## Exercise aim
What is the count of lines in the data that hold the string "Error"? State the number alone.

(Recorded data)
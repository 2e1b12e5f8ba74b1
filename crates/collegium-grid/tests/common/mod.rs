//! Common fixtures for collegium-grid integration tests.

use std::path::PathBuf;
use std::time::Duration;

use collegium_core::Record;
use collegium_grid::{DelayedRowSource, GridSession, GridView, RecordSet};

/// Page size used throughout the scenarios.
pub const PAGE_SIZE: usize = 10;

/// `n` records named `College-0` … `College-{n-1}`, ranked from 1.
pub fn colleges(n: usize) -> Vec<Record> {
    (0..n)
        .map(|i| Record {
            rank: i as i64 + 1,
            name: format!("College-{i}"),
            location: format!("City {i}"),
            course: "B.Tech".to_string(),
            fees: 100_000.0 + i as f64 * 1_000.0,
            placement: 500_000.0 + i as f64 * 10_000.0,
            featured: i % 5 == 0,
            ..Default::default()
        })
        .collect()
}

/// Session over `n` fixture records with the standard 500ms latency.
pub fn session(n: usize) -> GridSession {
    GridSession::new(
        GridView::new(RecordSet::new(colleges(n)), PAGE_SIZE),
        DelayedRowSource::new(Duration::from_millis(500)),
        Duration::from_secs(5),
    )
}

/// Names of the visible window.
pub fn visible_names(session: &GridSession) -> Vec<String> {
    session
        .view()
        .visible()
        .iter()
        .map(|record| record.name.clone())
        .collect()
}

/// Write `n` fixture records as a JSON array in `dir`.
pub fn write_fixture(dir: &tempfile::TempDir, n: usize) -> PathBuf {
    let path = dir.path().join("colleges.json");
    let body = serde_json::to_string_pretty(&colleges(n)).expect("fixture serializes");
    std::fs::write(&path, body).expect("fixture writes");
    path
}
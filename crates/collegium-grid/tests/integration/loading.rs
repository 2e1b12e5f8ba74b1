//! Loading the full set from disk and handing it to a session.

use std::time::Duration;

use collegium_core::Error;
use collegium_grid::{
    DataSource, DelayedRowSource, GridSession, GridView, LoadState, SourceLocation,
};

use crate::common::{PAGE_SIZE, write_fixture};

#[tokio::test]
async fn test_load_then_browse() {
    let dir = tempfile::tempdir().unwrap();
    let path = write_fixture(&dir, 25);
    let source = DataSource::new(SourceLocation::File(path), Duration::from_secs(5));

    let records = source.load().await.unwrap();
    assert_eq!(source.handle().state(), LoadState::Ready { count: 25 });

    let session = GridSession::new(
        GridView::new(records, PAGE_SIZE),
        DelayedRowSource::new(Duration::ZERO),
        Duration::from_secs(1),
    );
    assert_eq!(session.view().window_len(), 10);
    assert_eq!(session.view().visible()[0].name, "College-0");
    assert_eq!(session.view().visible()[0].fees, 100_000.0);
}

#[tokio::test]
async fn test_load_failure_is_a_distinct_state() {
    let dir = tempfile::tempdir().unwrap();
    let path = dir.path().join("colleges.json");
    std::fs::write(&path, r#"{"not": "an array"}"#).unwrap();

    let source = DataSource::new(SourceLocation::File(path), Duration::from_secs(5));
    let handle = source.handle();
    let err = source.load().await.unwrap_err();
    assert!(matches!(err, Error::LoadFailed { .. }));
    assert!(!err.is_retryable());

    let state = handle.wait_settled(Duration::from_secs(1)).await.unwrap();
    let LoadState::Failed(reason) = state else {
        unreachable!("expected failure, got {state:?}");
    };
    assert!(reason.contains("JSON array"));
}

#[tokio::test]
async fn test_concurrent_loads_share_one_fetch() {
    let dir = tempfile::tempdir().unwrap();
    let path = write_fixture(&dir, 12);
    let source = std::sync::Arc::new(DataSource::new(
        SourceLocation::File(path),
        Duration::from_secs(5),
    ));

    let (a, b) = tokio::join!(source.load(), source.load());
    assert_eq!(a.unwrap().len(), 12);
    assert_eq!(b.unwrap().len(), 12);
    assert!(source.handle().state().is_ready());
}

#[tokio::test]
async fn test_partial_records_are_kept() {
    let dir = tempfile::tempdir().unwrap();
    let path = dir.path().join("colleges.json");
    std::fs::write(
        &path,
        r##"[{"rank": 1, "name": "Complete", "location": "X", "course": "Y",
             "fees": 1, "placement": 2, "userReview": 9, "ranking": "#1", "featured": false},
            {"rank": 2},
            {"rank": 3, "name": 42}]"##,
    )
    .unwrap();

    let source = DataSource::new(SourceLocation::File(path), Duration::from_secs(5));
    let records = source.load().await.unwrap();
    assert_eq!(records.len(), 3);
    assert_eq!(records.records()[1].name, "");
    assert_eq!(records.records()[2].name, "42");

    let mut view = GridView::new(records, PAGE_SIZE);
    view.set_query("4");
    assert_eq!(view.matched(), 1);
}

## Solution
2